# [Task brief]
Only lines with the string "ElementObserver" matter here; gather them from the material below.

(Records shown)

//! Per-context automation runtime

use std::sync::atomic::{AtomicBool, Ordering};
use std::sync::Arc;

use action_primitives::{
    ActionPrimitives, DefaultActionPrimitives, ElementObserver, ObserverConfig,
};
use dom_tree::Document;
use futures::FutureExt;
use schedassist_core_types::{ContextId, RuntimeId};
use serde::{Deserialize, Serialize};
use tokio::task::JoinHandle;
use tokio_util::sync::CancellationToken;
use tracing::{error, info, warn};

use crate::errors::FlowError;
use crate::group_toggle::GroupToggleFlow;
use crate::resource_toggle::ResourceToggleFlow;
use crate::retry::{run_steps, RetryError, RetryPolicy, RetrySettings, RetryStep};
use crate::surface::SettingsSurface;
use crate::tasks::FlowTasks;
use crate::types::SurfaceCatalog;

/// Inputs for one runtime.
#[derive(Debug, Clone, Default, PartialEq, Eq, Serialize, Deserialize)]
#[serde(default)]
pub struct AutomationSettings {
    pub catalog: SurfaceCatalog,
    pub timeouts: ObserverConfig,
    pub retry: RetrySettings,
}

#[derive(Debug, Clone, Copy, PartialEq, Eq)]
pub enum InitOutcome {
    /// Setup completed after this many attempts
    Completed { attempts: u32 },
    /// An earlier call already ran (or is running) setup
    AlreadyInitialized,
}

/// Owns the observer, primitives and flows for one execution context.
///
/// Wait-cache and controls live here rather than in globals, so each context
/// (and each test) starts clean.
pub struct AutomationRuntime {
    id: RuntimeId,
    context: ContextId,
    primitives: Arc<DefaultActionPrimitives>,
    groups: Arc<GroupToggleFlow>,
    resource: Arc<ResourceToggleFlow>,
    retry: RetryPolicy,
    initialized: AtomicBool,
    cancel: CancellationToken,
}

impl AutomationRuntime {
    pub fn new(context: ContextId, document: Document, settings: AutomationSettings) -> Arc<Self> {
        let cancel = CancellationToken::new();
        let observer = Arc::new(ElementObserver::new(document.clone(), settings.timeouts));
        let primitives = Arc::new(DefaultActionPrimitives::new(observer));
        let surface = Arc::new(SettingsSurface::new(
            primitives.clone() as Arc<dyn ActionPrimitives>,
            document,
            Arc::new(settings.catalog),
            settings.timeouts,
        ));
        let tasks = FlowTasks::new(cancel.clone());

        Arc::new(Self {
            id: RuntimeId::new(),
            context,
            primitives,
            groups: GroupToggleFlow::new(surface.clone(), tasks.clone()),
            resource: ResourceToggleFlow::new(surface, tasks),
            retry: settings.retry.policy(),
            initialized: AtomicBool::new(false),
            cancel,
        })
    }

    pub fn id(&self) -> &RuntimeId {
        &self.id
    }

    pub fn context(&self) -> ContextId {
        self.context
    }

    pub fn primitives(&self) -> &Arc<DefaultActionPrimitives> {
        &self.primitives
    }

    pub fn groups(&self) -> &Arc<GroupToggleFlow> {
        &self.groups
    }

    pub fn resource(&self) -> &Arc<ResourceToggleFlow> {
        &self.resource
    }

    pub fn is_initialized(&self) -> bool {
        self.initialized.load(Ordering::SeqCst)
    }

    pub fn is_shut_down(&self) -> bool {
        self.cancel.is_cancelled()
    }

    /// Run group setup then resource setup under the retry policy.
    ///
    /// Runs at most once per runtime; later calls report
    /// [`InitOutcome::AlreadyInitialized`].
    pub async fn initialize(&self) -> Result<InitOutcome, RetryError<FlowError>> {
        if self.initialized.swap(true, Ordering::SeqCst) {
            info!(context = %self.context, "automation already initialized");
            return Ok(InitOutcome::AlreadyInitialized);
        }
        info!(context = %self.context, runtime = %self.id, "initializing automation");

        let groups = self.groups.clone();
        let resource = self.resource.clone();
        let steps = [
            RetryStep::new("group-toggle-setup", move || {
                let groups = groups.clone();
                async move { groups.setup().await.map(|_| ()) }.boxed()
            }),
            RetryStep::new("resource-toggle-setup", move || {
                let resource = resource.clone();
                async move { resource.setup().await.map(|_| ()) }.boxed()
            }),
        ];

        let outcome = tokio::select! {
            _ = self.cancel.cancelled() => Err(RetryError::Cancelled),
            outcome = run_steps(&self.retry, &steps) => outcome,
        };
        match outcome {
            Ok(attempts) => {
                info!(context = %self.context, attempts, "automation ready");
                Ok(InitOutcome::Completed { attempts })
            }
            Err(err) => {
                warn!(context = %self.context, error = %err, "automation setup gave up");
                Err(err)
            }
        }
    }

    /// Initialize in the background. Failure is logged and goes no further;
    /// the host page must stay usable.
    pub fn launch(self: &Arc<Self>) -> JoinHandle<()> {
        let runtime = self.clone();
        tokio::spawn(async move {
            if let Err(err) = runtime.initialize().await {
                error!(context = %runtime.context, error = %err, "automation failed to initialize");
            }
        })
    }

    /// Cancel in-flight user-triggered flows and any running setup.
    pub fn shutdown(&self) {
        if !self.cancel.is_cancelled() {
            info!(context = %self.context, "shutting down automation");
            self.cancel.cancel();
        }
    }
}

impl Drop for AutomationRuntime {
    fn drop(&mut self) {
        self.cancel.cancel();
    }
}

(End Records shown)

# [Solution to this task]
    ActionPrimitives, DefaultActionPrimitives, ElementObserver, ObserverConfig,
        let observer = Arc::new(ElementObserver::new(document.clone(), settings.timeouts));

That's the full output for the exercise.